■ **SOURCE DATA**:
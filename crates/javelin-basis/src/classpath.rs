//! Classpath assembly from the lib map and the deps map's source paths.
//!
//! The classpath map is insertion-ordered; its order is the classpath order:
//! expanded `paths`, then `extra-paths`, then library roots. Duplicate roots
//! keep their first position.

use std::collections::HashSet;
use std::path::PathBuf;

use javelin_core::{AliasValue, ClasspathArgs, DepsMap, Lib, PathRef};
use javelin_resolver::LibMap;
use javelin_util::errors::{JavelinError, JavelinResult};

/// Where a classpath root came from.
#[derive(Debug, Clone, PartialEq, Eq)]
pub enum ClasspathSource {
    /// Contributed by a resolved library.
    Lib(Lib),
    /// Contributed by a path vector; carries the alias key it was reached
    /// through (`paths`, `extra-paths`, or a path alias name).
    PathKey(String),
}

/// The ordered classpath: filesystem roots tagged with their source.
#[derive(Debug, Clone, Default)]
pub struct ClasspathMap {
    entries: Vec<(PathBuf, ClasspathSource)>,
}

impl ClasspathMap {
    fn insert(&mut self, seen: &mut HashSet<PathBuf>, root: PathBuf, source: ClasspathSource) {
        if seen.insert(root.clone()) {
            self.entries.push((root, source));
        }
    }

    pub fn iter(&self) -> impl Iterator<Item = &(PathBuf, ClasspathSource)> {
        self.entries.iter()
    }

    /// The classpath roots in classpath order.
    pub fn roots(&self) -> Vec<&PathBuf> {
        self.entries.iter().map(|(p, _)| p).collect()
    }

    pub fn len(&self) -> usize {
        self.entries.len()
    }

    pub fn is_empty(&self) -> bool {
        self.entries.is_empty()
    }

    /// Join the roots with the host path separator (`:` on Unix, `;` on
    /// Windows).
    pub fn join(&self) -> String {
        self.entries
            .iter()
            .map(|(p, _)| p.to_string_lossy().into_owned())
            .collect::<Vec<_>>()
            .join(separator())
    }
}

fn separator() -> &'static str {
    if cfg!(windows) {
        ";"
    } else {
        ":"
    }
}

/// Assemble the classpath map from the merged deps map, the resolved lib
/// map, and classpath args.
pub fn make_classpath_map(
    edn: &DepsMap,
    libs: &LibMap,
    args: &ClasspathArgs,
) -> JavelinResult<ClasspathMap> {
    let mut map = ClasspathMap::default();
    let mut seen = HashSet::new();

    // Project paths first: `paths`, then `extra-paths`, alias refs chased.
    chase_paths(edn, "paths", &edn.paths, &mut map, &mut seen, &mut Vec::new())?;
    chase_paths(
        edn,
        "extra-paths",
        &args.extra_paths,
        &mut map,
        &mut seen,
        &mut Vec::new(),
    )?;

    // Then every root contributed by a resolved library, with overrides
    // replacing a lib's roots wholesale.
    for (lib, entry) in libs.iter() {
        let roots: Vec<PathBuf> = match args.classpath_overrides.get(lib) {
            Some(replacement) => vec![PathBuf::from(replacement)],
            None => entry.paths.clone(),
        };
        for root in roots {
            map.insert(&mut seen, root, ClasspathSource::Lib(lib.clone()));
        }
    }

    Ok(map)
}

/// Flatten a path vector: literal entries land in the map tagged with the
/// alias key most recently entered; alias entries recurse through the deps
/// map's path aliases.
fn chase_paths(
    edn: &DepsMap,
    key: &str,
    paths: &[PathRef],
    map: &mut ClasspathMap,
    seen: &mut HashSet<PathBuf>,
    chasing: &mut Vec<String>,
) -> JavelinResult<()> {
    for path in paths {
        match path {
            PathRef::Dir(dir) => {
                map.insert(
                    seen,
                    PathBuf::from(dir),
                    ClasspathSource::PathKey(key.to_string()),
                );
            }
            PathRef::Alias(alias_key) => {
                if chasing.iter().any(|k| k == alias_key) {
                    return Err(JavelinError::Input {
                        message: format!("path alias cycle through :{alias_key}"),
                    }
                    .into());
                }
                let value = edn.aliases.get(alias_key).ok_or_else(|| JavelinError::Input {
                    message: format!("unknown path alias :{alias_key}"),
                })?;
                let nested = match value {
                    AliasValue::Paths(paths) => paths,
                    AliasValue::Args(_) => {
                        return Err(JavelinError::Input {
                            message: format!(":{alias_key} is not a path alias"),
                        }
                        .into())
                    }
                };
                chasing.push(alias_key.clone());
                chase_paths(edn, alias_key, nested, map, seen, chasing)?;
                chasing.pop();
            }
        }
    }
    Ok(())
}

#[cfg(test)]
mod tests {
    use super::*;

    #[test]
    fn separator_is_host_specific() {
        if cfg!(windows) {
            assert_eq!(separator(), ";");
        } else {
            assert_eq!(separator(), ":");
        }
    }

    #[test]
    fn join_orders_entries() {
        let mut map = ClasspathMap::default();
        let mut seen = HashSet::new();
        map.insert(
            &mut seen,
            PathBuf::from("src"),
            ClasspathSource::PathKey("paths".into()),
        );
        map.insert(
            &mut seen,
            PathBuf::from("/repo/a.jar"),
            ClasspathSource::Lib(Lib::new("a", "a")),
        );
        assert_eq!(map.join(), format!("src{}{}", separator(), "/repo/a.jar"));
    }

    #[test]
    fn duplicate_roots_keep_first_position() {
        let mut map = ClasspathMap::default();
        let mut seen = HashSet::new();
        map.insert(
            &mut seen,
            PathBuf::from("src"),
            ClasspathSource::PathKey("paths".into()),
        );
        map.insert(
            &mut seen,
            PathBuf::from("src"),
            ClasspathSource::PathKey("extra-paths".into()),
        );
        assert_eq!(map.len(), 1);
        assert_eq!(
            map.iter().next().unwrap().1,
            ClasspathSource::PathKey("paths".into())
        );
    }
}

■ **INSTRUCTIONS TO FOLLOW**: What is needed here is an exact copy of all the records above.

■ **YOUR RESPONSE**:
filename crates/javelin-basis/src/classpath.rs
//! Classpath assembly from the lib map and the deps map's source paths.
//!
//! The classpath map is insertion-ordered; its order is the classpath order:
//! expanded `paths`, then `extra-paths`, then library roots. Duplicate roots
//! keep their first position.

use std::collections::HashSet;
use std::path::PathBuf;

use javelin_core::{AliasValue, ClasspathArgs, DepsMap, Lib, PathRef};
use javelin_resolver::LibMap;
use javelin_util::errors::{JavelinError, JavelinResult};

/// Where a classpath root came from.
#[derive(Debug, Clone, PartialEq, Eq)]
pub enum ClasspathSource {
    /// Contributed by a resolved library.
    Lib(Lib),
    /// Contributed by a path vector; carries the alias key it was reached
    /// through (`paths`, `extra-paths`, or a path alias name).
    PathKey(String),
}

/// The ordered classpath: filesystem roots tagged with their source.
#[derive(Debug, Clone, Default)]
pub struct ClasspathMap {
    entries: Vec<(PathBuf, ClasspathSource)>,
}

impl ClasspathMap {
    fn insert(&mut self, seen: &mut HashSet<PathBuf>, root: PathBuf, source: ClasspathSource) {
        if seen.insert(root.clone()) {
            self.entries.push((root, source));
        }
    }

    pub fn iter(&self) -> impl Iterator<Item = &(PathBuf, ClasspathSource)> {
        self.entries.iter()
    }

    /// The classpath roots in classpath order.
    pub fn roots(&self) -> Vec<&PathBuf> {
        self.entries.iter().map(|(p, _)| p).collect()
    }

    pub fn len(&self) -> usize {
        self.entries.len()
    }

    pub fn is_empty(&self) -> bool {
        self.entries.is_empty()
    }

    /// Join the roots with the host path separator (`:` on Unix, `;` on
    /// Windows).
    pub fn join(&self) -> String {
        self.entries
            .iter()
            .map(|(p, _)| p.to_string_lossy().into_owned())
            .collect::<Vec<_>>()
            .join(separator())
    }
}

fn separator() -> &'static str {
    if cfg!(windows) {
        ";"
    } else {
        ":"
    }
}

/// Assemble the classpath map from the merged deps map, the resolved lib
/// map, and classpath args.
pub fn make_classpath_map(
    edn: &DepsMap,
    libs: &LibMap,
    args: &ClasspathArgs,
) -> JavelinResult<ClasspathMap> {
    let mut map = ClasspathMap::default();
    let mut seen = HashSet::new();

    // Project paths first: `paths`, then `extra-paths`, alias refs chased.
    chase_paths(edn, "paths", &edn.paths, &mut map, &mut seen, &mut Vec::new())?;
    chase_paths(
        edn,
        "extra-paths",
        &args.extra_paths,
        &mut map,
        &mut seen,
        &mut Vec::new(),
    )?;

    // Then every root contributed by a resolved library, with overrides
    // replacing a lib's roots wholesale.
    for (lib, entry) in libs.iter() {
        let roots: Vec<PathBuf> = match args.classpath_overrides.get(lib) {
            Some(replacement) => vec![PathBuf::from(replacement)],
            None => entry.paths.clone(),
        };
        for root in roots {
            map.insert(&mut seen, root, ClasspathSource::Lib(lib.clone()));
        }
    }

    Ok(map)
}

/// Flatten a path vector: literal entries land in the map tagged with the
/// alias key most recently entered; alias entries recurse through the deps
/// map's path aliases.
fn chase_paths(
    edn: &DepsMap,
    key: &str,
    paths: &[PathRef],
    map: &mut ClasspathMap,
    seen: &mut HashSet<PathBuf>,
    chasing: &mut Vec<String>,
) -> JavelinResult<()> {
    for path in paths {
        match path {
            PathRef::Dir(dir) => {
                map.insert(
                    seen,
                    PathBuf::from(dir),
                    ClasspathSource::PathKey(key.to_string()),
                );
            }
            PathRef::Alias(alias_key) => {
                if chasing.iter().any(|k| k == alias_key) {
                    return Err(JavelinError::Input {
                        message: format!("path alias cycle through :{alias_key}"),
                    }
                    .into());
                }
                let value = edn.aliases.get(alias_key).ok_or_else(|| JavelinError::Input {
                    message: format!("unknown path alias :{alias_key}"),
                })?;
                let nested = match value {
                    AliasValue::Paths(paths) => paths,
                    AliasValue::Args(_) => {
                        return Err(JavelinError::Input {
                            message: format!(":{alias_key} is not a path alias"),
                        }
                        .into())
                    }
                };
                chasing.push(alias_key.clone());
                chase_paths(edn, alias_key, nested, map, seen, chasing)?;
                chasing.pop();
            }
        }
    }
    Ok(())
}

#[cfg(test)]
mod tests {
    use super::*;

    #[test]
    fn separator_is_host_specific() {
        if cfg!(windows) {
            assert_eq!(separator(), ";");
        } else {
            assert_eq!(separator(), ":");
        }
    }

    #[test]
    fn join_orders_entries() {
        let mut map = ClasspathMap::default();
        let mut seen = HashSet::new();
        map.insert(
            &mut seen,
            PathBuf::from("src"),
            ClasspathSource::PathKey("paths".into()),
        );
        map.insert(
            &mut seen,
            PathBuf::from("/repo/a.jar"),
            ClasspathSource::Lib(Lib::new("a", "a")),
        );
        assert_eq!(map.join(), format!("src{}{}", separator(), "/repo/a.jar"));
    }

    #[test]
    fn duplicate_roots_keep_first_position() {
        let mut map = ClasspathMap::default();
        let mut seen = HashSet::new();
        map.insert(
            &mut seen,
            PathBuf::from("src"),
            ClasspathSource::PathKey("paths".into()),
        );
        map.insert(
            &mut seen,
            PathBuf::from("src"),
            ClasspathSource::PathKey("extra-paths".into()),
        );
        assert_eq!(map.len(), 1);
        assert_eq!(
            map.iter().next().unwrap().1,
            ClasspathSource::PathKey("paths".into())
        );
    }
}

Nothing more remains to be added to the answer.